• _Problem_
Every line in the records below that holds "scan" must be identified and copied.

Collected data
■ ■ ■ ■ ■
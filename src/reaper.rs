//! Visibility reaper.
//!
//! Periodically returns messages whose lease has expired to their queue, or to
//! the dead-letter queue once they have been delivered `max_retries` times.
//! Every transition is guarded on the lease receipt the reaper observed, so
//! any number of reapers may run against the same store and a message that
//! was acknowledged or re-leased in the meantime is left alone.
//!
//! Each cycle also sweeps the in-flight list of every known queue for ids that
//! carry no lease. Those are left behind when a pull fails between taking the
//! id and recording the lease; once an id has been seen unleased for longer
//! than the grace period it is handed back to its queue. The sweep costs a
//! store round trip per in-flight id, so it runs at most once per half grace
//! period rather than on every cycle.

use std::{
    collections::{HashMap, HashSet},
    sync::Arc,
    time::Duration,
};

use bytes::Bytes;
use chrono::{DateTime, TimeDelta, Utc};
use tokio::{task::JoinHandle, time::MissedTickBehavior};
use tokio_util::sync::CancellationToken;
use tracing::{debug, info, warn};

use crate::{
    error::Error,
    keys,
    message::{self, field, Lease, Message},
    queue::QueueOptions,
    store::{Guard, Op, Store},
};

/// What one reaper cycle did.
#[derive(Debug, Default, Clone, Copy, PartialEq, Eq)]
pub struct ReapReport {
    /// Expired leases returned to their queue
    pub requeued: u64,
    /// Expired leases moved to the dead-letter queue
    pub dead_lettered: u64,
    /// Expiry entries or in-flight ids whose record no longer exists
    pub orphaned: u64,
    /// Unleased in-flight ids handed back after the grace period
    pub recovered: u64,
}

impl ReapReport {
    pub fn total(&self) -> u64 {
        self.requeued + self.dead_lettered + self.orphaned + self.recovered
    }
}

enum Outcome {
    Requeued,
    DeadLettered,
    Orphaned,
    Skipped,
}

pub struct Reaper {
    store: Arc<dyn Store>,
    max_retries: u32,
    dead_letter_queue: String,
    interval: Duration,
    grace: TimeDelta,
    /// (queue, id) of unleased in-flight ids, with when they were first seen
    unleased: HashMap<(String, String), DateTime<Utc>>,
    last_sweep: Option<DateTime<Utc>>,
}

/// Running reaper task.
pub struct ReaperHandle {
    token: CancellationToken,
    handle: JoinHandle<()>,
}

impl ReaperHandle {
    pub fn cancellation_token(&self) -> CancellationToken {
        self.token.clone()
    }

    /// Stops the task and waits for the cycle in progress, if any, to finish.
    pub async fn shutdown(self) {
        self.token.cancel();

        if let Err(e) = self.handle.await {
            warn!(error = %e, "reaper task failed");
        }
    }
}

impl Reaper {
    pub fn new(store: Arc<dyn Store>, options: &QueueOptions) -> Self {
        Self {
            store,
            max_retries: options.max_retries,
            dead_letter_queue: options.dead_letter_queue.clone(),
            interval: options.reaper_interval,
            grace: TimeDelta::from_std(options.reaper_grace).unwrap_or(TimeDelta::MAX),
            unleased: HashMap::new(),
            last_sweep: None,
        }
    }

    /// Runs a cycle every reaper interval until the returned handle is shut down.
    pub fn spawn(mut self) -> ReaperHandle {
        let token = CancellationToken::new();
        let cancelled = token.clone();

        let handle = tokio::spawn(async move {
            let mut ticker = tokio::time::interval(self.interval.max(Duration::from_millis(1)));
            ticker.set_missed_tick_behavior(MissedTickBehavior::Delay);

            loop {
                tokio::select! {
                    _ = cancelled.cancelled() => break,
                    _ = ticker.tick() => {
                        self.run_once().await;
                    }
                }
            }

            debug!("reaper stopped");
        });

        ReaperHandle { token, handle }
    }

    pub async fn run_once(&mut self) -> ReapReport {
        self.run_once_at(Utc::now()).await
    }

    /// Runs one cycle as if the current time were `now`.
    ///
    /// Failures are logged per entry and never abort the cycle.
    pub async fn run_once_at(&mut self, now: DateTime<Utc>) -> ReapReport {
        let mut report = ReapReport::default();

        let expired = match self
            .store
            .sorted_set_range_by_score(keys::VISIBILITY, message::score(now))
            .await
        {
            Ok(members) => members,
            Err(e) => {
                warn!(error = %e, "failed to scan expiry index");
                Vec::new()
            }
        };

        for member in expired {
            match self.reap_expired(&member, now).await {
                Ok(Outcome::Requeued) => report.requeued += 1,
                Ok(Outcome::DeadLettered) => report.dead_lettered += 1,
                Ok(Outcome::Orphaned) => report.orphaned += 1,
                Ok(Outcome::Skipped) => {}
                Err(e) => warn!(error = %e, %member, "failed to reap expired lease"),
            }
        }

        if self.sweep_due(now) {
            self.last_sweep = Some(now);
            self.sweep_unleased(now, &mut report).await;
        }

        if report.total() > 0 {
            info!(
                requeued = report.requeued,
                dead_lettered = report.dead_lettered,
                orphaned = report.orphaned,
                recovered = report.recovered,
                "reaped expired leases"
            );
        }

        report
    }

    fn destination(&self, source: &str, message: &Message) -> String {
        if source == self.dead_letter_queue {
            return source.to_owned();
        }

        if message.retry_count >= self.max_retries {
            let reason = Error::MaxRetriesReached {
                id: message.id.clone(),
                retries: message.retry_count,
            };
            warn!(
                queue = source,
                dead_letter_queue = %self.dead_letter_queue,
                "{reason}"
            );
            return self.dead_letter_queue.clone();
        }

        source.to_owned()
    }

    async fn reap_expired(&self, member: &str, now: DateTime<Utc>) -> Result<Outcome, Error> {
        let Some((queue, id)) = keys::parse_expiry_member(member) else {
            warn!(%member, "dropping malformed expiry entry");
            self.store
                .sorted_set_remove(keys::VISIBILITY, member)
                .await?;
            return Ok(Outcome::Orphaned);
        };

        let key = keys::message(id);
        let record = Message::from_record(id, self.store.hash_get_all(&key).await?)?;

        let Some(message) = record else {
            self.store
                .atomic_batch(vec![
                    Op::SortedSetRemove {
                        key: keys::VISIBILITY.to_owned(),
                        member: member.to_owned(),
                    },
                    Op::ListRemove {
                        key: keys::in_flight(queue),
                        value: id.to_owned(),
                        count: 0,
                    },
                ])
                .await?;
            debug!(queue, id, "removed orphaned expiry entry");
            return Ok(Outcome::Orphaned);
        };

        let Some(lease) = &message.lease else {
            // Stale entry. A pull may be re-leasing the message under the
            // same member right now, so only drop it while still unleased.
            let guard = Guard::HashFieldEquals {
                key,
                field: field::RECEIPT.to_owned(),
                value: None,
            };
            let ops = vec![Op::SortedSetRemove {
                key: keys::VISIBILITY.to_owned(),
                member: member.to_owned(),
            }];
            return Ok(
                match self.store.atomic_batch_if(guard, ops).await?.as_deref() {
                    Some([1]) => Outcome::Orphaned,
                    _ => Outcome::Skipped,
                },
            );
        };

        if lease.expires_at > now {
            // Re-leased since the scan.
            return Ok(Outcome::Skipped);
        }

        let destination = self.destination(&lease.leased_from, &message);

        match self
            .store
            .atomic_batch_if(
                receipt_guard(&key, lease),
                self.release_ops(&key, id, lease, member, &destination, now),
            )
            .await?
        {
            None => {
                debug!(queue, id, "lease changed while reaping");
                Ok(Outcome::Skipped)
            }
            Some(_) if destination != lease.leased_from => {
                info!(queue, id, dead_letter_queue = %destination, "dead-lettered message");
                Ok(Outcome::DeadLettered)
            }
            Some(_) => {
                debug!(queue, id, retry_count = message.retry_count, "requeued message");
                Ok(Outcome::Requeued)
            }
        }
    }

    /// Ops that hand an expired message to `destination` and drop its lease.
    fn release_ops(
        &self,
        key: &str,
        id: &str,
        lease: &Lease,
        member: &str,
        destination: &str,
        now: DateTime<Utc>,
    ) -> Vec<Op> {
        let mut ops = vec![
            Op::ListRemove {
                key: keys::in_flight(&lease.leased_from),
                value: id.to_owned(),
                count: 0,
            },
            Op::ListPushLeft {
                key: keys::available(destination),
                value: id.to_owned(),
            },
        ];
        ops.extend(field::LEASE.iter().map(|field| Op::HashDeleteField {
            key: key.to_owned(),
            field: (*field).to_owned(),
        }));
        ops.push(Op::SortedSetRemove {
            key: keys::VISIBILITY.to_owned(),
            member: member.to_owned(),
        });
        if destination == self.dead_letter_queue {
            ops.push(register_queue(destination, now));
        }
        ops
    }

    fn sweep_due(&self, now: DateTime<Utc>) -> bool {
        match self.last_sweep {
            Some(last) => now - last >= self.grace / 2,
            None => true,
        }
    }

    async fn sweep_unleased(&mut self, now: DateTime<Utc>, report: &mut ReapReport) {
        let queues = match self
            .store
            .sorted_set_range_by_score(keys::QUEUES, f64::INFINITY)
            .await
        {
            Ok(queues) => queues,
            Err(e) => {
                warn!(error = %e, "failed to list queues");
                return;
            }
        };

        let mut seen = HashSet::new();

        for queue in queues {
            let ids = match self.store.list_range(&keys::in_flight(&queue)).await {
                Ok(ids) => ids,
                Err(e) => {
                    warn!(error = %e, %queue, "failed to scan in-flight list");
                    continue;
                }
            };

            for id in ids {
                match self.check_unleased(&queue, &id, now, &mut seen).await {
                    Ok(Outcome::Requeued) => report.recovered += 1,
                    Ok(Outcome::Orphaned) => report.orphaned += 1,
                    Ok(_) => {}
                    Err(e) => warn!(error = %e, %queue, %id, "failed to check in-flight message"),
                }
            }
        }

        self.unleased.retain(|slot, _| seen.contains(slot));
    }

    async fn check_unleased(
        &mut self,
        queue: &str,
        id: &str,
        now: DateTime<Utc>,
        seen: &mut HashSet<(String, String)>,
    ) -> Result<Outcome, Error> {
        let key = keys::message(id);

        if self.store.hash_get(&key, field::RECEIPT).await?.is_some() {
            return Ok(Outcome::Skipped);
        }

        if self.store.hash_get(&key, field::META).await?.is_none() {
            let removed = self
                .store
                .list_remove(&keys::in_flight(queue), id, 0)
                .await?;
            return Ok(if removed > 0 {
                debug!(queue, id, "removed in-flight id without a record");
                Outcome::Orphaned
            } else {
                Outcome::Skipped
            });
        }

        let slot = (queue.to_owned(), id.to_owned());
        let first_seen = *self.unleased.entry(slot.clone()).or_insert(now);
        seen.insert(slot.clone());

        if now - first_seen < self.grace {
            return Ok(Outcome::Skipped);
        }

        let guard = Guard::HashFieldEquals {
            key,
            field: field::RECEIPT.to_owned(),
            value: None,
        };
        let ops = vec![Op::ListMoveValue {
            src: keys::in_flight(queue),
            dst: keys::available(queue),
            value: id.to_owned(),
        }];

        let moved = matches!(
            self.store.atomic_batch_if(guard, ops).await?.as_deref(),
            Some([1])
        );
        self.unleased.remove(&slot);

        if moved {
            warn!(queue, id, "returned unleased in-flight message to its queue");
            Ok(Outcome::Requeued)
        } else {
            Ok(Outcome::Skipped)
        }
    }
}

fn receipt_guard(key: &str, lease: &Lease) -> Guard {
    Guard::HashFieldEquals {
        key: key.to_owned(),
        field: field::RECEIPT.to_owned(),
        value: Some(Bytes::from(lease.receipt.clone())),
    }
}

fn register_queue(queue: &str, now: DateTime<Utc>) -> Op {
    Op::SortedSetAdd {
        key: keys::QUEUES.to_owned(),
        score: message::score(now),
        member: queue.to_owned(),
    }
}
■ ■ ■ ■ ■
• _Response_
                warn!(error = %e, "failed to scan expiry index");
            // Re-leased since the scan.
                    warn!(error = %e, %queue, "failed to scan in-flight list");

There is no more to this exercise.